Statics Best Practice

I’m setting up the management system for a game project I’m working on, which at its core has a GameManager class which carries across all scenes via singleton.
Within each scene is a LevelManager class which holds properties specific to that level (player start position, etc.). A reference to the current LevelManager is added to the GameManager when a scene launches, and is set to null when the scene changes.
I’m currently assigning the LevelManagers to a Static property, but I’m wondering if there is any point to doing so if I’m going to reference the GameManager instance anyway. Do people have an opinion on whether it is better to keep it as a static or just use a public property?
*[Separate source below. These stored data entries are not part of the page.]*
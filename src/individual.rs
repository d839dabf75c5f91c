//! Tour representation used by the genetic algorithm.
//!
//! An [`Individual`] is a permutation of city indices together with a cached
//! tour cost. The cache is private: every mutable access to the genes goes
//! through [`Individual::genes_mut`], which clears it.

use crate::error::{GaError, GaResult};
use crate::instance::TspInstance;
use rand::seq::SliceRandom;
use rand::Rng;
use serde::{Deserialize, Serialize};

/// A candidate tour in the population
#[derive(Debug, Clone, PartialEq, Serialize, Deserialize)]
pub struct Individual {
    genes: Vec<usize>,
    fitness: Option<f64>,
}

/// A generation of individuals, all over the same instance.
pub type Population = Vec<Individual>;

impl Individual {
    /// Wrap a genome; the fitness starts unevaluated.
    pub fn new(genes: Vec<usize>) -> Self {
        Individual { genes, fitness: None }
    }

    /// Uniformly random permutation of `0..tour_size`.
    pub fn random<R: Rng + ?Sized>(tour_size: usize, rng: &mut R) -> Self {
        let mut genes: Vec<usize> = (0..tour_size).collect();
        genes.shuffle(rng);
        Individual::new(genes)
    }

    pub fn genes(&self) -> &[usize] {
        &self.genes
    }

    /// Mutable access to the genome. Clears the cached fitness.
    pub fn genes_mut(&mut self) -> &mut [usize] {
        self.fitness = None;
        &mut self.genes
    }

    pub fn len(&self) -> usize {
        self.genes.len()
    }

    pub fn is_empty(&self) -> bool {
        self.genes.is_empty()
    }

    /// Cached tour cost, `None` until evaluated.
    pub fn fitness(&self) -> Option<f64> {
        self.fitness
    }

    pub fn is_evaluated(&self) -> bool {
        self.fitness.is_some()
    }

    pub fn invalidate(&mut self) {
        self.fitness = None;
    }

    /// Compute and cache the tour cost. Returns the cached value when the
    /// genome has not changed since the last evaluation.
    pub fn evaluate(&mut self, instance: &TspInstance) -> GaResult<f64> {
        if let Some(fitness) = self.fitness {
            return Ok(fitness);
        }
        let fitness = instance.evaluate(&self.genes)?;
        self.fitness = Some(fitness);
        Ok(fitness)
    }

    pub fn is_permutation(&self) -> bool {
        is_permutation(&self.genes)
    }

    /// Fails with [`GaError::InvalidPermutation`] when a city is missing or
    /// duplicated.
    pub fn validate(&self) -> GaResult<()> {
        if self.is_permutation() {
            Ok(())
        } else {
            Err(GaError::InvalidPermutation { len: self.genes.len() })
        }
    }
}

/// Check that `genes` holds every value of `0..genes.len()` exactly once.
pub fn is_permutation(genes: &[usize]) -> bool {
    let mut seen = vec![false; genes.len()];
    for &gene in genes {
        match seen.get_mut(gene) {
            Some(slot) if !*slot => *slot = true,
            _ => return false,
        }
    }
    true
}

/// Seed `size` random permutations of `0..tour_size`.
pub fn random_population<R: Rng + ?Sized>(size: usize, tour_size: usize, rng: &mut R) -> Population {
    (0..size).map(|_| Individual::random(tour_size, rng)).collect()
}

/// Cached tour costs of a population, in population order.
pub fn fitness_values(population: &[Individual]) -> GaResult<Vec<f64>> {
    population
        .iter()
        .enumerate()
        .map(|(index, ind)| ind.fitness().ok_or(GaError::UnevaluatedIndividual { index }))
        .collect()
}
 public class GameController : MonoBehaviour
    {
        public string helloWorld = "Hello World";
    
        private static GameController _instance;
        public static GameController Instance
        {
            get
            {
                return _instance;
            }
        }
    
        private static LevelController _currentLevelController;
        public static LevelController currentLevelController
        {
            get
            {
                return _currentLevelController;
            }
        }
    
        void Awake()
        {
            if (_instance == null)
            {
                _instance = this;
                Debug.LogWarning("GameController assigned on awake.");
            }
        }
    
        public void AssignLevelController(LevelController levelControllerInstance)
        {
            Debug.Log("LevelController unassigned: " + currentLevelController);
            _currentLevelController = levelControllerInstance;
            Debug.Log("LevelController assigned: " + currentLevelController);
        }
    }
    
    
    public class LevelController : MonoBehaviour
    {
        private GameController gameController;
        public string property = "Property Recieved!";
    
        void Awake()
        {
            gameController = GameController.Instance;
            gameController.AssignLevelController(this);
        }
    }
    
    
    public class GetLevelControllerProperties : MonoBehaviour
    {
        private LevelController levelController;
    
        void Start()
        {
            levelController = GameController.currentLevelController;
            StartCoroutine(GetProperty());
        }
    
       IEnumerator GetProperty()
        {
            yield return new WaitForSeconds(5f);
    
            Debug.Log(GameController.Instance.helloWorld);
    
            Debug.Log(levelController.property);    //Has to access through the GameController
        }
    }

Don;t use singletons! They are the DEVIL! :stuck_out_tongue: Unity’s scriptable objects make singletons unnecessary, the pattern itself it not too bad, but how they are abused. You have a GameManager singleton that has don’t destroy on load and I bet tons of unrelated data, just used to save across scenes. ScriptableObjects don’t live in scenes so you could use one as a GameManager, but that is still a big monolithic class, which is really the root to all the problems. You need to use scriptable object architecture, make scriptable object variables that you can plug in anywhere.